Preferred Stock Event means any of the following events occurring after the Original Issue Date: (A) the issuance by the Corporation of additional shares of Series A Preferred Stock as a dividend or other distribution on the outstanding shares of Series A Preferred Stock, (B) a subdivision of the outstanding shares of Series A Preferred Stock into a greater number of shares of Series A Preferred Stock, (C) a combination of the outstanding shares of Series A Preferred Stock into a small number of shares of Series A Preferred Stock, and (D) the conversion or exchange of the outstanding shares of Series A Preferred Stock into a different number of shares of some other class or classes of stock whether by recapitalization, reclassification or otherwise; provided, however, that in no event shall a Preferred Stock Event be deemed to include any liquidation, dissolution or winding up of the Corporation provided for in Section 2 or any conversion or other adjustment event described in Section 4.

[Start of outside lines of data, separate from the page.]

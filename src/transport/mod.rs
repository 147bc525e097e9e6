//! The `transport` module is responsible for network communication with
//! clients over WebSockets.
//!
//! It provides the connection pump abstraction the client pumps are written
//! against, and the WebSocket server that accepts connections, upgrades them
//! and hands one `Client` per connection to the room.

pub mod connection;
pub mod websocket;

pub use connection::{MessageReader, MessageWriter};
pub use websocket::{serve, start_websocket_server};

Preferred Stock Event means the occurrence of any of the following: (1) the Corporation fails to meet 80% of its quarterly Benchmarks in any four consecutive fiscal quarters commencing with third quarter, 1997; (2) the Corporation fails for the four fiscal quarters ended June 30, 1998, to meet 70% of its cumulative Benchmarks in such four fiscal quarters; (3) the Corporation fails for the four fiscal quarters ended September 30, 1998, to meet 72.5% of its cumulative Benchmarks in such four fiscal quarters; (4) the Corporation fails for the four fiscal quarters ended December 31, 1998, to meet 75% of its cumulative Benchmarks in such four fiscal quarters; (5) the Corporation fails for the four fiscal quarters ended March 31, 1999, to meet 77.5% of its cumulative Benchmarks in such four fiscal quarters; (6) the Corporation fails to meet 80% of its cumulative Benchmarks in any four consecutive fiscal quarter period ending on or after June 30, 1999; or (7) the Corporation fails to make timely cash dividend payments on the Preferred Stock for any six fiscal quarters.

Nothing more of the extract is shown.